▸ HOW TO COMPLETE THIS TASK
Work through the records below and tally every line containing "Borrowed". Reply with the total alone.

▸ EXERCISE DATA
++++++++
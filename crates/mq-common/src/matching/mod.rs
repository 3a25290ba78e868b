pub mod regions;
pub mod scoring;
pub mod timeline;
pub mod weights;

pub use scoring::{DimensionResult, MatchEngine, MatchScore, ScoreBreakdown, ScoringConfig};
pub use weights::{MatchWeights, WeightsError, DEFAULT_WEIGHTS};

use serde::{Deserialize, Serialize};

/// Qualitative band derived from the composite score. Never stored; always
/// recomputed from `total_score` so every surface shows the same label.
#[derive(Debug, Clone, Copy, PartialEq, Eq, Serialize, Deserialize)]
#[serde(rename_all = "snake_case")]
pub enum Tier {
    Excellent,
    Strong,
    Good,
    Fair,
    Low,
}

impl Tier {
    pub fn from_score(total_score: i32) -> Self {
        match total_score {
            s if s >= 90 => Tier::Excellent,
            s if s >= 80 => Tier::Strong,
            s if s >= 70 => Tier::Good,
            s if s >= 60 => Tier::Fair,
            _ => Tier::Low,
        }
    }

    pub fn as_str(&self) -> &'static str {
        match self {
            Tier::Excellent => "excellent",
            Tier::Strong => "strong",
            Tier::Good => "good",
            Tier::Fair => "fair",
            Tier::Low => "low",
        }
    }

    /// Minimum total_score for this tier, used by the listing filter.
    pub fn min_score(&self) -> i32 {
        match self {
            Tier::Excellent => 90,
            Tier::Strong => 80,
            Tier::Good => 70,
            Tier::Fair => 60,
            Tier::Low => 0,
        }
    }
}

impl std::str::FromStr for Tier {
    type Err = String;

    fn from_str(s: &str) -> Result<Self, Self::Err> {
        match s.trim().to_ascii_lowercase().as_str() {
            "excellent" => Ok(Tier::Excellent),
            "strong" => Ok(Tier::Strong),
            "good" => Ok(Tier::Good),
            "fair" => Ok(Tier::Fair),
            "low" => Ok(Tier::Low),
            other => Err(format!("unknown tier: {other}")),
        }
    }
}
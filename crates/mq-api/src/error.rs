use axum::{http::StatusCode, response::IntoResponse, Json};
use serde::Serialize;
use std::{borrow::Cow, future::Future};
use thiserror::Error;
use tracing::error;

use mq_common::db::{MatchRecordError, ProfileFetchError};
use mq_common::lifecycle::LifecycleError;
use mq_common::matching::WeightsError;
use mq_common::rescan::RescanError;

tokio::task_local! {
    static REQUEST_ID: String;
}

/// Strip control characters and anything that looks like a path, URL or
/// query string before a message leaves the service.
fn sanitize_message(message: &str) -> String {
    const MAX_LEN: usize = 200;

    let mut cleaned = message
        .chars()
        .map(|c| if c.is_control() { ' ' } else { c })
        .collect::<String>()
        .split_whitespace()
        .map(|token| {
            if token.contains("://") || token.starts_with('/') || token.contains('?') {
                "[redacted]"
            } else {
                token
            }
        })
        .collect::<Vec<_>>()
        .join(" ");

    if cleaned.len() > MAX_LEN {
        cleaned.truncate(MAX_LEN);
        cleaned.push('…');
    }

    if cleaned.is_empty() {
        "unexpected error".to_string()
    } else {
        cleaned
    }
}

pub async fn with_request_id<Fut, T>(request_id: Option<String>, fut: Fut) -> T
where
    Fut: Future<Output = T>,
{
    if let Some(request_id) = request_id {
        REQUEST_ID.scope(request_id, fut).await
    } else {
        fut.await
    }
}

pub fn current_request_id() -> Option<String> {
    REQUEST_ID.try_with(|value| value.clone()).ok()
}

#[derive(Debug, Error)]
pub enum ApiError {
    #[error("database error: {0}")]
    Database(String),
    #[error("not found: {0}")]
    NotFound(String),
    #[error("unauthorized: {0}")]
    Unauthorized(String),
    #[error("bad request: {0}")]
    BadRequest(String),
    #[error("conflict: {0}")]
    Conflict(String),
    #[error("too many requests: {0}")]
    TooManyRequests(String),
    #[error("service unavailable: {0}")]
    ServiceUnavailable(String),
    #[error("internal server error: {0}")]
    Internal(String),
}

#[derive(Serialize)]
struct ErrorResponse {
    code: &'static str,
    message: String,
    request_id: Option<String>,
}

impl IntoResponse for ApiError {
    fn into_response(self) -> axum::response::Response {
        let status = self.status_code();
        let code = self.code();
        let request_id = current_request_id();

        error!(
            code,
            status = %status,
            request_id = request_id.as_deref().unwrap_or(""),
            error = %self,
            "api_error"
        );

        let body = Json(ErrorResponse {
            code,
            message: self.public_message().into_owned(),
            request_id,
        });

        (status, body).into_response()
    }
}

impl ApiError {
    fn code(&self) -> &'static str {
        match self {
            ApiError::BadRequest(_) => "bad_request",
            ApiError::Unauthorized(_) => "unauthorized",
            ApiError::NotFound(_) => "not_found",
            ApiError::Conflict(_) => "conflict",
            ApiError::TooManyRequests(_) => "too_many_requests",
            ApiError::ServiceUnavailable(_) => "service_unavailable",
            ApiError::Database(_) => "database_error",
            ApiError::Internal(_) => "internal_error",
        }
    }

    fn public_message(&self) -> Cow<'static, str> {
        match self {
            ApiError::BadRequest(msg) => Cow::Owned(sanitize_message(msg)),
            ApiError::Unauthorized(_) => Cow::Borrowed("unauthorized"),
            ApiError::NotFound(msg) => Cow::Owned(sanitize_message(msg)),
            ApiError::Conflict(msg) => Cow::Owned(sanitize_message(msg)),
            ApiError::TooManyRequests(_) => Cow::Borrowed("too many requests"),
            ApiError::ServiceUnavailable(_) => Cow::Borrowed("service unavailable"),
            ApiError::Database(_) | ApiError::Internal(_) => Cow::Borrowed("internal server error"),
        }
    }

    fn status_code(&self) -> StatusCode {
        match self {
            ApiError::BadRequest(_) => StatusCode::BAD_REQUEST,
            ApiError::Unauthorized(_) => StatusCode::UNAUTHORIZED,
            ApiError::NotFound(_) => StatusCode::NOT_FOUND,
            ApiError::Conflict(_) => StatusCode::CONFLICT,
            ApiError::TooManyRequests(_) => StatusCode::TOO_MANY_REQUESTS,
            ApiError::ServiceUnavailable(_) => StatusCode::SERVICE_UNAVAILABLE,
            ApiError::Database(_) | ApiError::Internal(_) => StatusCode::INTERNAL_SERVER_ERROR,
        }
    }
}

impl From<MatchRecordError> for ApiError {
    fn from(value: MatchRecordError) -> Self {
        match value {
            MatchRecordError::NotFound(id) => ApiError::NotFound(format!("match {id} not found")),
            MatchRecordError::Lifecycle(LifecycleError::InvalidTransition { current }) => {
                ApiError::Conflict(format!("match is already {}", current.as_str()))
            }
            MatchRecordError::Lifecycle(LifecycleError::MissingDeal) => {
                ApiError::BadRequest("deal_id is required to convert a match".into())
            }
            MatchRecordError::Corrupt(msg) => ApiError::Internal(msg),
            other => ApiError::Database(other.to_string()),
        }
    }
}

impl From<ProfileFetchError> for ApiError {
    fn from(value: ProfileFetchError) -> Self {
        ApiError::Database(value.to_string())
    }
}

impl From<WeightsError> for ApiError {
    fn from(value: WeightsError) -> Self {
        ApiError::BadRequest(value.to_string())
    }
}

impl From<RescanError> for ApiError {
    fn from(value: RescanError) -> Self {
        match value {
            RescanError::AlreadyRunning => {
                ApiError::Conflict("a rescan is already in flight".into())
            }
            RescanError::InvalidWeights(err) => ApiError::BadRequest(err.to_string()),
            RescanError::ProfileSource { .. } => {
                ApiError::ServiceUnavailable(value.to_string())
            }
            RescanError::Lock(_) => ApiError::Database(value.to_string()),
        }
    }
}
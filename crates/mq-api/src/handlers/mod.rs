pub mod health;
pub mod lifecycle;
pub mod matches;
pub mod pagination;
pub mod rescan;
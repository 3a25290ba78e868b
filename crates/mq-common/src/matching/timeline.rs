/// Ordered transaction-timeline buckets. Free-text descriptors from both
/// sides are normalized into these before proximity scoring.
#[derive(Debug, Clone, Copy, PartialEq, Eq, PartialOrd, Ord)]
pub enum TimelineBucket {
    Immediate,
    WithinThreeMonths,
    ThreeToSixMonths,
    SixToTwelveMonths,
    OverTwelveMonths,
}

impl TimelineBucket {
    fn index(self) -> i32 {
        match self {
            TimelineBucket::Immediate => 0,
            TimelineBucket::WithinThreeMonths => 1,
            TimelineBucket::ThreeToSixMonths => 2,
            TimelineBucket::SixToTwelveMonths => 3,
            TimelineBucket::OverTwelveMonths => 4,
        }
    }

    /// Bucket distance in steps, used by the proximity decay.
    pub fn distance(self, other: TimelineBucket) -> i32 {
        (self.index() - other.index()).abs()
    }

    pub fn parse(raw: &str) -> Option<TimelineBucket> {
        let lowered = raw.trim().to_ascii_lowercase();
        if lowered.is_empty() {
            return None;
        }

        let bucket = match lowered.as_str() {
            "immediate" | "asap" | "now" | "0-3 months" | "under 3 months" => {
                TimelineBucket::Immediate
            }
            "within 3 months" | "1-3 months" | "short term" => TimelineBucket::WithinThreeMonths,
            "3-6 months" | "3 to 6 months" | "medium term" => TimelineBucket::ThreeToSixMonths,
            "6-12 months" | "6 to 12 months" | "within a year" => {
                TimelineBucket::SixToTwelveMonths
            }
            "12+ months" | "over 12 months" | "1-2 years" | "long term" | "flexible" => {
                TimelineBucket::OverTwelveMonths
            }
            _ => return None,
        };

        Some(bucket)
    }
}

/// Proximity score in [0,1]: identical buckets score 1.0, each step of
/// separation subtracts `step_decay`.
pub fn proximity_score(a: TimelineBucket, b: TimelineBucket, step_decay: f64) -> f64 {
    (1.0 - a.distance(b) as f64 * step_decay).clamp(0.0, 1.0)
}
++++++++
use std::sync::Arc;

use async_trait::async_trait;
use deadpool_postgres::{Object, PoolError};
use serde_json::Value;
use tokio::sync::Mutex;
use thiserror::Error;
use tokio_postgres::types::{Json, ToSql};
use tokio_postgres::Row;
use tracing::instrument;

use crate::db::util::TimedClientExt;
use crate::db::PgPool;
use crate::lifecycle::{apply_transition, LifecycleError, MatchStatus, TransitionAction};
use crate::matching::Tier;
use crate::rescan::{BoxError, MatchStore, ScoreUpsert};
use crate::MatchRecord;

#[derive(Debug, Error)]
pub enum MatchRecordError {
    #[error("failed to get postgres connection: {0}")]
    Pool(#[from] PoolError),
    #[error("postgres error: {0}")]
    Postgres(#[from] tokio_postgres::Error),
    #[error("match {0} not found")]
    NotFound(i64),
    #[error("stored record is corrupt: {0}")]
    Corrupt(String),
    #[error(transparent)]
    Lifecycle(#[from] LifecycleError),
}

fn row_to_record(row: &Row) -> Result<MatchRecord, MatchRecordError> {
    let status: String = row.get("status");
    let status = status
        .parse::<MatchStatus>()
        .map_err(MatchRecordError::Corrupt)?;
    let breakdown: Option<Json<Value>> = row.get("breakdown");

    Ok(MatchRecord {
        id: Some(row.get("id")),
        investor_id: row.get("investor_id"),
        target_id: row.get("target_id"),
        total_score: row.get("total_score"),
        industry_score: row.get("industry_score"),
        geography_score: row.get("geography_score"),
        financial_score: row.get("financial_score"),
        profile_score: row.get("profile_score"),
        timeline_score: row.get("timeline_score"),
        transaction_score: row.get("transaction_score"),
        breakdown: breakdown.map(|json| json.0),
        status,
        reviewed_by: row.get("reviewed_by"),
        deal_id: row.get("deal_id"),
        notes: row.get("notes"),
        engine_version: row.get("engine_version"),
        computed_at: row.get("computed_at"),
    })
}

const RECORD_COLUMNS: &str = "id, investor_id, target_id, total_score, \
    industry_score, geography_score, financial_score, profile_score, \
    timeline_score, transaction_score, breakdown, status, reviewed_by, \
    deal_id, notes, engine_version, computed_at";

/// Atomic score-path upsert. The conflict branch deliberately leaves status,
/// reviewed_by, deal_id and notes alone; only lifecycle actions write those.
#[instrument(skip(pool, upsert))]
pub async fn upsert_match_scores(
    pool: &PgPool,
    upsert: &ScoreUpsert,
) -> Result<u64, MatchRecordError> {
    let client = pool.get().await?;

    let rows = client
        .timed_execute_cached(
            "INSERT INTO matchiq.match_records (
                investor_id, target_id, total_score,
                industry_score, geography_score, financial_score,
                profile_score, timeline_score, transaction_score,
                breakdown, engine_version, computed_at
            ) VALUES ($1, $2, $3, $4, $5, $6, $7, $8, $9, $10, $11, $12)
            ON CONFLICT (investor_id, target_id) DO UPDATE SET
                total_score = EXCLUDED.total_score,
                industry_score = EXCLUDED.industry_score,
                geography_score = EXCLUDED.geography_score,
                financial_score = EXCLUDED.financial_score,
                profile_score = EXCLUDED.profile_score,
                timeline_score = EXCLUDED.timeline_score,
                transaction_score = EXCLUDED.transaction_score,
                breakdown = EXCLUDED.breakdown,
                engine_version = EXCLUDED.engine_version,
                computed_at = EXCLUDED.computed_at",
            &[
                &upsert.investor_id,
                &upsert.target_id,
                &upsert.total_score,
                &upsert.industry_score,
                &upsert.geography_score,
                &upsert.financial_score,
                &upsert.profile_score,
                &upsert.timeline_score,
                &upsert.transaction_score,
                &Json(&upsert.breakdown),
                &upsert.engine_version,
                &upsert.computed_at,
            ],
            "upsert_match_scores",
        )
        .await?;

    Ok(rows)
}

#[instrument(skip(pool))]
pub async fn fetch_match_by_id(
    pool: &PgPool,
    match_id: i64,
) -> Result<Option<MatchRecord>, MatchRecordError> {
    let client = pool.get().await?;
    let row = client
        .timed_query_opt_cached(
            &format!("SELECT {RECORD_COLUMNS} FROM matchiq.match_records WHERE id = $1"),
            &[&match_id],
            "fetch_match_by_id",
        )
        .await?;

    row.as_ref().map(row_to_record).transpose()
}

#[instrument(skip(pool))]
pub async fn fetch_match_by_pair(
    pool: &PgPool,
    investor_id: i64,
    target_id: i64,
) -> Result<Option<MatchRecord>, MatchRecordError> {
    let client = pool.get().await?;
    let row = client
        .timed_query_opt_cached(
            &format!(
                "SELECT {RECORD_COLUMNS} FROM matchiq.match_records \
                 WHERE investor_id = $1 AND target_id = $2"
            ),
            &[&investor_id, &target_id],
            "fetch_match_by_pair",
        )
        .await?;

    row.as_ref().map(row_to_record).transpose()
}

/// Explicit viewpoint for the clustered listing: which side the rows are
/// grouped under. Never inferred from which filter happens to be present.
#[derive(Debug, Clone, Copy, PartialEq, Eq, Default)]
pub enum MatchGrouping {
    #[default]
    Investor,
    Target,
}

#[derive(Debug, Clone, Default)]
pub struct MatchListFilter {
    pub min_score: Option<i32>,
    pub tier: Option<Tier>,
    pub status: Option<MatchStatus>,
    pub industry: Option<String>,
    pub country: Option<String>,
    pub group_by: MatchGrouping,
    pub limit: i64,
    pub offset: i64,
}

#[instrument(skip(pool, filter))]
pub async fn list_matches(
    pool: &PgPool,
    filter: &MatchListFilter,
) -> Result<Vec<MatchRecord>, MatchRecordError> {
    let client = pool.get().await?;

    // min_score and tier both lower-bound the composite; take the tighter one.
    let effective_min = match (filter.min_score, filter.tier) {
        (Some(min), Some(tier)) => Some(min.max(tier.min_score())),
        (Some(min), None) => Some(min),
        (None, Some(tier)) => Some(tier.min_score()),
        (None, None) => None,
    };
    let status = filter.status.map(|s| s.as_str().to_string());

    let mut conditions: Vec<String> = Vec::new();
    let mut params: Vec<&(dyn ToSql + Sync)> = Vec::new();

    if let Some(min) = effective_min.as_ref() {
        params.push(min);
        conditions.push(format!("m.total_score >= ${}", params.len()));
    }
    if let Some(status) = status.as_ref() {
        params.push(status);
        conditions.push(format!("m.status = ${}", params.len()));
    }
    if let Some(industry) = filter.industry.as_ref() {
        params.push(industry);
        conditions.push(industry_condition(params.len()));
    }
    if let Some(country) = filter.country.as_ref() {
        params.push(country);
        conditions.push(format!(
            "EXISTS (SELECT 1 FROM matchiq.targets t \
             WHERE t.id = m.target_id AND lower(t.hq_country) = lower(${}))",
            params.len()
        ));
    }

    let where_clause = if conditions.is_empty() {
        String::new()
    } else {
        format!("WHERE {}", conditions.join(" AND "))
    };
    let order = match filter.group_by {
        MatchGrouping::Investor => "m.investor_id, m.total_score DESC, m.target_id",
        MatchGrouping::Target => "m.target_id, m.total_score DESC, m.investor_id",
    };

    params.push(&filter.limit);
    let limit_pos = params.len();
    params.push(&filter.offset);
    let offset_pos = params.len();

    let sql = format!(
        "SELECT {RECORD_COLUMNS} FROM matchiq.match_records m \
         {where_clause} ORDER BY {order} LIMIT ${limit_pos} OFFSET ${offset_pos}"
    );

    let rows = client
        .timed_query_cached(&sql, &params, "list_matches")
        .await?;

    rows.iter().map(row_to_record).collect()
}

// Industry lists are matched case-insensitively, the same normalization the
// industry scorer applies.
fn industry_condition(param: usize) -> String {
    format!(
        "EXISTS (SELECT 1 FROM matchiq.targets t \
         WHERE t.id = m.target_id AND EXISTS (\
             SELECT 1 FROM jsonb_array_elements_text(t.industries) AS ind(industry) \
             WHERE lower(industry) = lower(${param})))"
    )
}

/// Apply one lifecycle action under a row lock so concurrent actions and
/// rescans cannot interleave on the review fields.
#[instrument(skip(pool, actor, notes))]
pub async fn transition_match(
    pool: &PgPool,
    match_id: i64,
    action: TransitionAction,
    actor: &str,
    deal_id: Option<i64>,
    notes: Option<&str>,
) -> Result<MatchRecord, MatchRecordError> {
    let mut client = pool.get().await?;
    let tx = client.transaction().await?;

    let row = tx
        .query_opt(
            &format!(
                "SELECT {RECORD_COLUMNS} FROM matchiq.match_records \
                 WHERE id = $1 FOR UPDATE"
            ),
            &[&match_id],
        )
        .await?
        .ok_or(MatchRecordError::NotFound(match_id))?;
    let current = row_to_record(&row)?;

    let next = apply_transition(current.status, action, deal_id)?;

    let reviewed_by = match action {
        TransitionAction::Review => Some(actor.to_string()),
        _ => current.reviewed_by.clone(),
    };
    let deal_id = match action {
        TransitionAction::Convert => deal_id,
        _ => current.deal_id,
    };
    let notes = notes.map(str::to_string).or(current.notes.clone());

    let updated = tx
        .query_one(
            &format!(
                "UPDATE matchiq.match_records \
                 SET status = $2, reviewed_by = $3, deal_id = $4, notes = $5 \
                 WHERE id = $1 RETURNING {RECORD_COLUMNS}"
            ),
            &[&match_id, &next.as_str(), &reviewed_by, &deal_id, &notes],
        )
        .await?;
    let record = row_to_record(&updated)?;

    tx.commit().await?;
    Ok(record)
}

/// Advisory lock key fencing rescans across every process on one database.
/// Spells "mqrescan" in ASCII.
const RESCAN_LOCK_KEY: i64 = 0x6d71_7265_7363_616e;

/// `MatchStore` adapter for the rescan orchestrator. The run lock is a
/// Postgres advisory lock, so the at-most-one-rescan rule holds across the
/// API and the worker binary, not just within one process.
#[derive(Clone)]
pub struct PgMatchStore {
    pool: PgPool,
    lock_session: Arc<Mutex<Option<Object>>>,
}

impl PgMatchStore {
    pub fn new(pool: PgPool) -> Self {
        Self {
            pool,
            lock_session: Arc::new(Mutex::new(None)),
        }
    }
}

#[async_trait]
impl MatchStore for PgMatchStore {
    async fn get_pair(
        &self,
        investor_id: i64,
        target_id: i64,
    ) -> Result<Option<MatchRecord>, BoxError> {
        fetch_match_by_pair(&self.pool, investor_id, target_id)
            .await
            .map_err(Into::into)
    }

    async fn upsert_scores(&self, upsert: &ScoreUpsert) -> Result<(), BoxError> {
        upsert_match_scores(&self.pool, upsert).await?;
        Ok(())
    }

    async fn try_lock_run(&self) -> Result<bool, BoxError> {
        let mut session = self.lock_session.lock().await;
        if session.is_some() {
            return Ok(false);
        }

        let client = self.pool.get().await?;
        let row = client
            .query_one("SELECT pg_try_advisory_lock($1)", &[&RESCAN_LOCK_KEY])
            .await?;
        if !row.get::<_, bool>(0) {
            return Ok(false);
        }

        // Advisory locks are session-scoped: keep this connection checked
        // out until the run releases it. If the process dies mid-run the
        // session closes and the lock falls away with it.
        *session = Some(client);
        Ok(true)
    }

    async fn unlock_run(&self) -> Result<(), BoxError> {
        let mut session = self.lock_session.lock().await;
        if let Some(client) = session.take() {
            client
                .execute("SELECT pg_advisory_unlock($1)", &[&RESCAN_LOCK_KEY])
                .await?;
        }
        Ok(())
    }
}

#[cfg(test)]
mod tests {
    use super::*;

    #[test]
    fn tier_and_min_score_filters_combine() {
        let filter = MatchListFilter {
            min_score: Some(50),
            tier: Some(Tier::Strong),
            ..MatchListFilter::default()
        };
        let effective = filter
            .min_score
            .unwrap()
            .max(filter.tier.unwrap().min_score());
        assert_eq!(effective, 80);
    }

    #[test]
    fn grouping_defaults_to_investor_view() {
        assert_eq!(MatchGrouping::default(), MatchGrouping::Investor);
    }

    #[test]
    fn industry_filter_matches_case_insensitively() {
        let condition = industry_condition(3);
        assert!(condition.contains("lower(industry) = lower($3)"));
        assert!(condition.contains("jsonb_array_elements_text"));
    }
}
++++++++
▸ SOLVED EXERCISE
4